The film works on the logic of a silent film. Much of the dialogue is kept to a minimum, nothing important said outside voice-over. The characters are trapped by their inability to express themselves, are inside their limited understanding of the world, possess desires that causes them pain whether embraced or denied. The characters move through space, happy or sad, together or apart, the film felt using essential, pared movements, accumulating through a variety of emotional states.

What is important to the approach is that the emotions are not written into glib dialogue, nor is the story progression shown in segments that suggest an growing artificial understanding of the other.
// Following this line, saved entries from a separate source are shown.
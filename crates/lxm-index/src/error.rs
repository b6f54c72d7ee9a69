//! Error types for the index crate.

/// Errors that can occur while building or querying lookup tables.
#[derive(Debug, thiserror::Error)]
pub enum IndexError {
    /// Store operation failed.
    #[error("store error: {0}")]
    Store(#[from] lxm_store::StoreError),

    /// A feature-structure expression could not be parsed.
    #[error("invalid feature structure: {0}")]
    InvalidFeatureStructure(String),

    /// A feature name did not match any feature definition.
    #[error("unknown feature: {0}")]
    UnknownFeature(String),
}

/// Convenience alias for index results.
pub type IndexResult<T> = Result<T, IndexError>;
Each of the lovers remains trapped by themselves, each story area informing the next yet they remain apart in soul, allowing the reactions and voice-overs to allow us to understand how the lovers misunderstand one another. The film is about being apart yet somehow in love, yet not understanding the realities and the subtler inflections of these emotions, nor what to do with them. The pace of the film is careful to be tied to the emotions, the pain of the situation, of what is desired but not very well understood. All that is left is confusion. Despite their marriage in the film, the lovers do not truly become a couple until the ending. Even then this is tenuous, has issues that affect a relationship.

The film is about the inexpressible pressures on a soul yet is not expressionistic. It has a relaxed, naturalistic style, which informs the viewer through a scenes pacing, the framing of shots and people in expansive or domestic landscapes, and through the acting, which is superb and pared to the emotional essence of a character. This is a masterpiece, inspired by Murnau and Bresson, but has its own voice and sense of obsession.
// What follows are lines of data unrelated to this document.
//! Morph types and morphosyntactic analyses.

use lxm_index::{parse_feature_structure, VocabularyKind};
use lxm_stage::StagedGrammaticalInfo;
use lxm_store::{AffixKind, Analysis, LexEntry, Msa, RepositoryExt};
use lxm_types::{Guid, MultiText, RecordId};

use crate::context::RunContext;
use crate::error::MergeResult;

/// Morph types of affixes; every other morph type is a stem type.
const AFFIX_TYPES: [&str; 9] = [
    "prefix",
    "suffix",
    "infix",
    "circumfix",
    "simulfix",
    "suprafix",
    "infixing interfix",
    "prefixing interfix",
    "suffixing interfix",
];

/// Morph types recognized without a ranges document.
const STANDARD_TYPES: [&str; 19] = [
    "stem",
    "root",
    "bound stem",
    "bound root",
    "clitic",
    "enclitic",
    "proclitic",
    "particle",
    "phrase",
    "discontiguous phrase",
    "prefix",
    "suffix",
    "infix",
    "circumfix",
    "simulfix",
    "suprafix",
    "infixing interfix",
    "prefixing interfix",
    "suffixing interfix",
];

pub fn is_affix_type(name: &str) -> bool {
    let name = name.trim().to_lowercase();
    AFFIX_TYPES.contains(&name.as_str())
}

/// Infer a morph type from affix markers and return it with the bare form.
pub fn infer_morph_type(form: &str) -> (&'static str, String) {
    let form = form.trim();
    let inner = |s: &str| s.trim_matches(|c| c == '-' || c == '=').to_string();
    if form.len() > 2 && form.starts_with('-') && form.ends_with('-') {
        ("infix", inner(form))
    } else if form.len() > 1 && form.starts_with('-') {
        ("suffix", inner(form))
    } else if form.len() > 1 && form.ends_with('-') {
        ("prefix", inner(form))
    } else if form.len() > 1 && form.starts_with('=') {
        ("enclitic", inner(form))
    } else if form.len() > 1 && form.ends_with('=') {
        ("proclitic", inner(form))
    } else if form.contains(char::is_whitespace) {
        ("phrase", form.to_string())
    } else {
        ("stem", form.to_string())
    }
}

/// Resolved morph type of one entry.
#[derive(Clone, Debug, PartialEq)]
pub struct MorphOutcome {
    pub morph_type: RecordId,
    pub name: String,
    /// Lexical form with affix markers stripped.
    pub form: MultiText,
    pub is_affix: bool,
}

/// Resolve the morph type of an entry from its explicit trait or its form.
///
/// An explicit name that is neither known nor standard is invalid data; the
/// inferred type is used instead.
pub(crate) fn resolve_morph_type(
    ctx: &mut RunContext<'_>,
    record: Option<RecordId>,
    explicit: Option<&str>,
    lexical_form: &MultiText,
) -> MergeResult<MorphOutcome> {
    let mut form = MultiText::new();
    let mut inferred = None;
    for (ws, text) in lexical_form.iter() {
        let (name, bare) = infer_morph_type(text);
        inferred.get_or_insert(name);
        form.set(ws, bare);
    }
    let inferred = inferred.unwrap_or("stem");

    let mut name = inferred.to_string();
    if let Some(explicit) = explicit.map(str::trim).filter(|e| !e.is_empty()) {
        let known = ctx.lookup.find(&VocabularyKind::MorphType, explicit).is_some()
            || STANDARD_TYPES.contains(&explicit.to_lowercase().as_str());
        if known {
            name = explicit.to_string();
        } else {
            ctx.invalid_data(record, "morph-type", explicit, "unknown morph type");
        }
    }
    let morph_type = ctx.vocabulary_item(&VocabularyKind::MorphType, &name)?;
    Ok(MorphOutcome {
        morph_type,
        is_affix: is_affix_type(&name),
        name,
        form,
    })
}

fn part_of_speech(ctx: &mut RunContext<'_>, label: &str) -> MergeResult<Option<RecordId>> {
    let label = label.trim();
    if label.is_empty() {
        return Ok(None);
    }
    ctx.vocabulary_item(&VocabularyKind::PartOfSpeech, label)
        .map(Some)
}

fn affix_kind(value: &str) -> Option<AffixKind> {
    match value.trim() {
        "inflAffix" | "inflectional" => Some(AffixKind::Inflectional),
        "derivAffix" | "derivational" => Some(AffixKind::Derivational),
        "affix" | "unclassifiedAffix" | "unclassified" => Some(AffixKind::Unclassified),
        _ => None,
    }
}

/// Build the analysis a grammatical-info construct describes.
pub(crate) fn analysis_of(
    ctx: &mut RunContext<'_>,
    record: RecordId,
    info: &StagedGrammaticalInfo,
    entry_is_affix: bool,
) -> MergeResult<Analysis> {
    let pos = part_of_speech(ctx, &info.part_of_speech)?;
    let explicit_kind = info.trait_value("type").and_then(affix_kind);
    let kind = match explicit_kind {
        Some(kind) => Some(kind),
        None if entry_is_affix => Some(AffixKind::Unclassified),
        None => None,
    };

    if let Some(kind) = kind {
        let from_pos = match info.trait_value("from-part-of-speech") {
            Some(label) => part_of_speech(ctx, label)?,
            None => None,
        };
        return Ok(Analysis::Affix {
            kind,
            from_pos,
            to_pos: pos,
        });
    }

    let mut features = Vec::new();
    if let Some(expr) = info.trait_value("inflection-features") {
        let resolved = parse_feature_structure(expr)
            .and_then(|pairs| ctx.lookup.resolve_features(&pairs));
        match resolved {
            Ok(pairs) => features = pairs,
            Err(e) => ctx.invalid_data(Some(record), "inflection-features", expr, e.to_string()),
        }
    }
    Ok(Analysis::Stem { pos, features })
}

/// The entry's analysis equal to `analysis`, created when missing.
pub(crate) fn shared_msa(
    ctx: &mut RunContext<'_>,
    entry: &mut LexEntry,
    entry_id: RecordId,
    analysis: Analysis,
) -> MergeResult<RecordId> {
    for id in &entry.msas {
        if let Ok(msa) = ctx.repo.typed::<Msa>(*id) {
            if msa.analysis == analysis {
                let id = *id;
                ctx.touch(id);
                return Ok(id);
            }
        }
    }
    let id = ctx.repo.insert(Msa {
        guid: Guid::new_random(),
        owner: Some(entry_id),
        analysis,
    })?;
    entry.msas.push(id);
    ctx.touch(id);
    Ok(id)
}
Cloud Atlas isn’t on the same scale on achievement. It is an anthology story that is inter-cut rather than played sequentially. Most of its flaws are results of keeping clarity within stories that are being inter-cut, so the film does not become obscure. Therefore its storytelling and themes hit slightly obvious areas at times, there are dialogue issues, and there are segments of the film that stretch beyond the interest point. Yet it’s still a worthy film.
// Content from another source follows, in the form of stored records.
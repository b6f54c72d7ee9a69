use std::ops::Range;

use crate::pending::{PendingEntryReference, PendingRelation};

fn same_relation_group(a: &PendingRelation, b: &PendingRelation) -> bool {
    a.source == b.source
        && a.relation_type == b.relation_type
        && a.created == b.created
        && a.modified == b.modified
        && a.order.is_some() == b.order.is_some()
}

/// Split `relations` into maximal contiguous runs sharing source, relation
/// type, and timestamps.
///
/// A change between ordered and unordered relations also ends a run, so two
/// adjacent sequences are not fused.
pub fn contiguous_groups(relations: &[PendingRelation]) -> Vec<Range<usize>> {
    split(relations, same_relation_group)
}

fn same_entry_ref_group(a: &PendingEntryReference, b: &PendingEntryReference) -> bool {
    a.source == b.source && a.kind == b.kind && a.created == b.created && a.modified == b.modified
}

/// Split entry references into contiguous runs sharing source and kind.
pub fn contiguous_entry_ref_groups(refs: &[PendingEntryReference]) -> Vec<Range<usize>> {
    split(refs, same_entry_ref_group)
}

fn split<T>(items: &[T], same: impl Fn(&T, &T) -> bool) -> Vec<Range<usize>> {
    let mut groups = Vec::new();
    let mut start = 0;
    for i in 1..=items.len() {
        if i == items.len() || !same(&items[i - 1], &items[i]) {
            if start < i {
                groups.push(start..i);
            }
            start = i;
        }
    }
    groups
}

#[cfg(test)]
mod tests {
    use super::*;
    use lxm_types::RecordId;

    fn rel(source: u64, kind: &str, target: &str) -> PendingRelation {
        PendingRelation::new(RecordId(source), kind, target)
    }

    #[test]
    fn groups_contiguous_runs() {
        let relations = vec![
            rel(1, "Synonyms", "b"),
            rel(1, "Synonyms", "c"),
            rel(1, "Antonym", "d"),
            rel(2, "Synonyms", "c"),
            rel(1, "Synonyms", "e"),
        ];
        assert_eq!(contiguous_groups(&relations), vec![0..2, 2..3, 3..4, 4..5]);
    }

    #[test]
    fn ordering_hint_breaks_runs() {
        let mut ordered = rel(1, "Calendar", "b");
        ordered.order = Some(0);
        let relations = vec![rel(1, "Calendar", "a"), ordered];
        assert_eq!(contiguous_groups(&relations).len(), 2);
    }

    #[test]
    fn empty_queue_has_no_groups() {
        assert!(contiguous_groups(&[]).is_empty());
    }
}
The film jumps between six stories, is focused upon the development of a variety of souls, played by the same actor in each segment, as humanity rises and falls. It is focused upon the personal and societal cul-de-sacs that individuals and a culture possess and are dominated by. They are based in the financial, reputation, scientific dominance, family, sexual and evolution. Most stories deal with one or more of these areas.
The film’s joy is in how the stories inter-cut. These stories are intentionally short story slight in plot but use the other stories to suggest additional weight. They have the pleasures of short stories yet they keep find the layers of how disparate stories, of failed love or rebellion against slavery, have base elements which are integral to how people express themselves from age to age, questioning how much people evolve truly over time. In the film, like To The Wonder, characters are unable to see beyond their personal prisons. In Cloud Atlas, sometimes the characters survive, sometimes they don’t. Humanity moves on, learning or not from the past. The past is finally only stories. I’m unsure if that’s pessimistic or realistic. It is an interesting ambiguous element. Certain souls played by actors seem to develop in a positive fashion while others seem to not change or devolve.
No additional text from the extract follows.